Advanced Skills (a few kids can do)
• Uses a spoon or fork – He could get a spoon in his mouth but not without getting most of the food on his face or shirt.
• Matches lids with appropriate containers – No. But then again, I care barely do that.
• Pushes and pulls toys while walking – Yes.

Enjoying his stash of things he's not allowed to touch.

Pretending to be Daddy.

Why are you bothering me? Can't you see I'm on a call right now?

One of the rare moments he's climbing it the correct way.

I do it all by myself!

Hi mama, whatcha doin? Whatcha doin' mama? Whatcha lookin' at?

Love my doggie. Dog dog dog dog dog.

Ooof, being 14 months old is exhausting. Time to lie down.

Ode to a Sippy

Wednesday, June 2nd, 2010

Alas poor Nuby cup, Baby Evan loved thee well.
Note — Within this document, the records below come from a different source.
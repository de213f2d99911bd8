use chrono::NaiveDateTime;
use serde::{Deserialize, Serialize};
use sqlx::FromRow;
use uuid::Uuid;

/// Lifecycle state derived from the `lottery_executed` flag
#[derive(Debug, Clone, Copy, PartialEq, Eq, Serialize, Deserialize)]
#[serde(rename_all = "lowercase")]
pub enum EventState {
    /// Accepting applications, lottery not yet drawn
    Open,
    /// Lottery drawn; terminal
    Closed,
}

/// Event model representing a ticketed occasion with fixed capacity
#[derive(Debug, Clone, PartialEq, Serialize, Deserialize, FromRow)]
pub struct Event {
    pub id: Uuid,
    pub title: String,
    pub artist: String,
    pub venue: String,
    pub capacity: i32, // CHECK (capacity > 0)
    pub lottery_executed: bool,
    pub created_at: NaiveDateTime,
}

impl Event {
    /// Create a new, open Event
    pub fn new(title: String, artist: String, venue: String, capacity: i32) -> Self {
        Self {
            id: Uuid::new_v4(),
            title,
            artist,
            venue,
            capacity,
            lottery_executed: false,
            created_at: chrono::Utc::now().naive_utc(),
        }
    }

    pub fn state(&self) -> EventState {
        if self.lottery_executed {
            EventState::Closed
        } else {
            EventState::Open
        }
    }

    /// Check if the event still accepts applications
    pub fn is_open(&self) -> bool {
        self.state() == EventState::Open
    }

    /// Capacity as a seat count for the draw
    pub fn seats(&self) -> usize {
        usize::try_from(self.capacity).unwrap_or(0)
    }
}

/// Event joined with the number of applications it has received
#[derive(Debug, Clone, PartialEq, Serialize, Deserialize, FromRow)]
pub struct EventSummary {
    #[sqlx(flatten)]
    #[serde(flatten)]
    pub event: Event,
    pub application_count: i64,
}

/// Fields required to register a new event
#[derive(Debug, Clone, Deserialize)]
pub struct NewEvent {
    #[serde(default)]
    pub title: String,
    #[serde(default)]
    pub artist: String,
    #[serde(default)]
    pub venue: String,
    pub capacity: i32,
}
But now the time has come to go to the great dishwasher in the sky, to join in drippy celebration with others who have gone before. Where juice and milk flow in abundance, and no one every throws you on the floor. Farewell dear Nuby, for although your life has been far to short we know it is time to part because….

…THIS? This is just unacceptable. Spill-proof my ass. Piece of crap.
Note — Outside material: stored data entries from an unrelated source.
use super::{LotteryStore, StoreResult, StoreTxn};
use crate::database::Database;
use crate::models::{Application, ApplicationStatus, Event, EventSummary, NewEvent};
use crate::repositories::{ApplicationRepository, EventRepository};
use async_trait::async_trait;
use sqlx::{Postgres, Transaction};
use uuid::Uuid;

/// PostgreSQL-backed store
pub struct PgStore {
    database: Database,
    event_repo: EventRepository,
    application_repo: ApplicationRepository,
}

impl PgStore {
    pub fn new(database: Database) -> Self {
        let pool = database.pool().clone();
        Self {
            database,
            event_repo: EventRepository::new(pool.clone()),
            application_repo: ApplicationRepository::new(pool),
        }
    }
}

#[async_trait]
impl LotteryStore for PgStore {
    async fn list_events(&self) -> StoreResult<Vec<EventSummary>> {
        self.event_repo.list_summaries().await
    }

    async fn find_event(&self, event_id: Uuid) -> StoreResult<Option<EventSummary>> {
        self.event_repo.find_summary(event_id).await
    }

    async fn insert_event(&self, new_event: &NewEvent) -> StoreResult<Event> {
        self.event_repo.create(new_event).await
    }

    async fn count_events(&self) -> StoreResult<i64> {
        self.event_repo.count().await
    }

    async fn list_applications(
        &self,
        event_id: Uuid,
        name_filter: Option<&str>,
    ) -> StoreResult<Vec<Application>> {
        self.application_repo.find_by_event(event_id, name_filter).await
    }

    async fn applications_by_status(
        &self,
        event_id: Uuid,
        status: ApplicationStatus,
    ) -> StoreResult<Vec<Application>> {
        self.application_repo.find_by_status(event_id, status).await
    }

    async fn begin(&self) -> StoreResult<Box<dyn StoreTxn>> {
        let tx = self.database.pool().begin().await?;
        Ok(Box::new(PgStoreTxn { tx }))
    }
}

/// Wraps a sqlx transaction, which rolls back when dropped uncommitted
pub struct PgStoreTxn {
    tx: Transaction<'static, Postgres>,
}

#[async_trait]
impl StoreTxn for PgStoreTxn {
    async fn lock_event(&mut self, event_id: Uuid) -> StoreResult<Option<Event>> {
        EventRepository::lock_for_update(&mut self.tx, event_id).await
    }

    async fn pending_applications(&mut self, event_id: Uuid) -> StoreResult<Vec<Application>> {
        ApplicationRepository::find_pending(&mut self.tx, event_id).await
    }

    async fn insert_application(
        &mut self,
        event_id: Uuid,
        name: &str,
        email: &str,
    ) -> StoreResult<Application> {
        ApplicationRepository::create(&mut self.tx, event_id, name, email).await
    }

    async fn set_status(
        &mut self,
        application_ids: &[Uuid],
        status: ApplicationStatus,
    ) -> StoreResult<u64> {
        ApplicationRepository::update_status(&mut self.tx, application_ids, status).await
    }

    async fn mark_executed(&mut self, event_id: Uuid) -> StoreResult<bool> {
        EventRepository::mark_executed(&mut self.tx, event_id).await
    }

    async fn commit(self: Box<Self>) -> StoreResult<()> {
        self.tx.commit().await?;
        Ok(())
    }
}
I was doing better when all he ate was milk

Tuesday, June 1st, 2010

So finally, at almost 14 months, my child officially eats solid food. All my fears about poor oral motor skills and gag reflex and allergies and exclusively nursing until he was 8 proved to be just normal first-time mommy induced panic and now I can go back to freaking out about the important stuff, like why doesn’t he say “mama” more often and will he grow up to be a serial killer because he likes to stand on the cat?
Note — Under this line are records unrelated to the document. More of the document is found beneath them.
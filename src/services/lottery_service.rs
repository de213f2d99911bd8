use crate::error::{lottery_error, AppError, AppResult};
use crate::lottery::select_winners;
use crate::models::{ApplicationStatus, LotteryOutcome};
use crate::store::LotteryStore;
use rand::rngs::StdRng;
use rand::{Rng, SeedableRng};
use std::sync::Arc;
use tracing::{info, warn};
use uuid::Uuid;

/// Runs the one-shot lottery for an event
pub struct LotteryService {
    store: Arc<dyn LotteryStore>,
}

impl LotteryService {
    pub fn new(store: Arc<dyn LotteryStore>) -> Self {
        Self { store }
    }

    /// Draw winners for an event using a freshly seeded generator
    pub async fn execute_lottery(&self, event_id: Uuid) -> AppResult<LotteryOutcome> {
        let mut rng = StdRng::from_entropy();
        self.execute_lottery_with(event_id, &mut rng).await
    }

    /// Draw winners for an event with the given random source
    ///
    /// The event lock, the pending snapshot, every status write and the
    /// executed flag all live in one transaction. Any early return drops the
    /// transaction, so nothing is written unless the whole draw commits.
    ///
    /// # Errors
    /// * `NotFound` - No such event
    /// * `AlreadyExecuted` - The lottery already ran (including a concurrent run that won the race)
    /// * `EmptyPool` - No pending applications
    pub async fn execute_lottery_with<R>(
        &self,
        event_id: Uuid,
        rng: &mut R,
    ) -> AppResult<LotteryOutcome>
    where
        R: Rng + Send + ?Sized,
    {
        info!("Lottery requested for event {}", event_id);

        let mut txn = self.store.begin().await?;

        let event = txn
            .lock_event(event_id)
            .await?
            .ok_or_else(|| AppError::NotFound(format!("Event {} not found", event_id)))?;

        if event.lottery_executed {
            warn!("Rejected lottery for event {}: already executed", event_id);
            return Err(AppError::AlreadyExecuted(event_id));
        }

        let pending: Vec<Uuid> = txn
            .pending_applications(event_id)
            .await?
            .into_iter()
            .map(|application| application.id)
            .collect();

        let draw = select_winners(pending, event.seats(), rng).map_err(|e| {
            warn!("Rejected lottery for event {}: {}", event_id, e);
            lottery_error(event_id, e)
        })?;

        let won = txn.set_status(&draw.winners, ApplicationStatus::Won).await?;
        let lost = txn.set_status(&draw.losers, ApplicationStatus::Lost).await?;
        if won + lost != draw.total() as u64 {
            return Err(AppError::Storage(format!(
                "Lottery for event {} updated {} of {} applications",
                event_id,
                won + lost,
                draw.total()
            )));
        }

        if !txn.mark_executed(event_id).await? {
            return Err(AppError::AlreadyExecuted(event_id));
        }

        txn.commit().await?;

        let outcome = LotteryOutcome {
            total: draw.total(),
            winners: draw.winners.len(),
            losers: draw.losers.len(),
        };

        info!(
            "Lottery committed for event {} ({}): {} considered, {} won, {} lost",
            event.title, event_id, outcome.total, outcome.winners, outcome.losers
        );

        Ok(outcome)
    }
}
Baby Evan’s new and somewhat sudden interest in real, human food has left me woefully unprepared to offer healthy, age appropriate choices. It’s incredibly embarrassing to realize the only food in our house is stale bread, frozen pizza rolls, ancient cans of soup and fourteen kinds of cheese (which happens to be one of the only foods Baby Evan is still totally uninterested in) while Baby Evan whines and signs “food food food food foooooooood”. And even when I do have apples and Cheerios and yogurt and wheat bread and raisins and four dozen other things to offer him, all Baby Evan wants is cookies. Or french fries. Or jelly beans. Or one of the other terrible, horrible, no-good-for-babies things I’ve fed him over the past six months in a desperate attempt to find ANYTHING he would eat. It’s a lucky night when we’re having chicken or pasta or salmon or something I can offer him without the horrible guilt brought on by food coloring and corn syrup.

How did I end up doing this so wrong? I’ve seen plenty of news reports about childhood obesity. I scoffed at the idea of french fries being the most common vegetable in a child’s diet and swore “not MY child”. I know intellectually how important it is to start good habits now, but then suddenly it’s time to eat (breakfast, brunch, mid-day snack, lunch, early afternoon snack, etc etc etc) and all those good intentions fly right out the window. I am failing.

It’s crazy to realize feeding my child is turning out to be my greatest parenting challenge to date, especially since I thought I got the baby-feeding thing under control when Baby Evan was 4 months old. Wasn’t breastfeeding supposed to be the hard part?

Moms (and childless healthy eaters), how do you do it? How do you make sure your kids eat real, healthy, non-processed crap more (or at least as) often as they eat junk?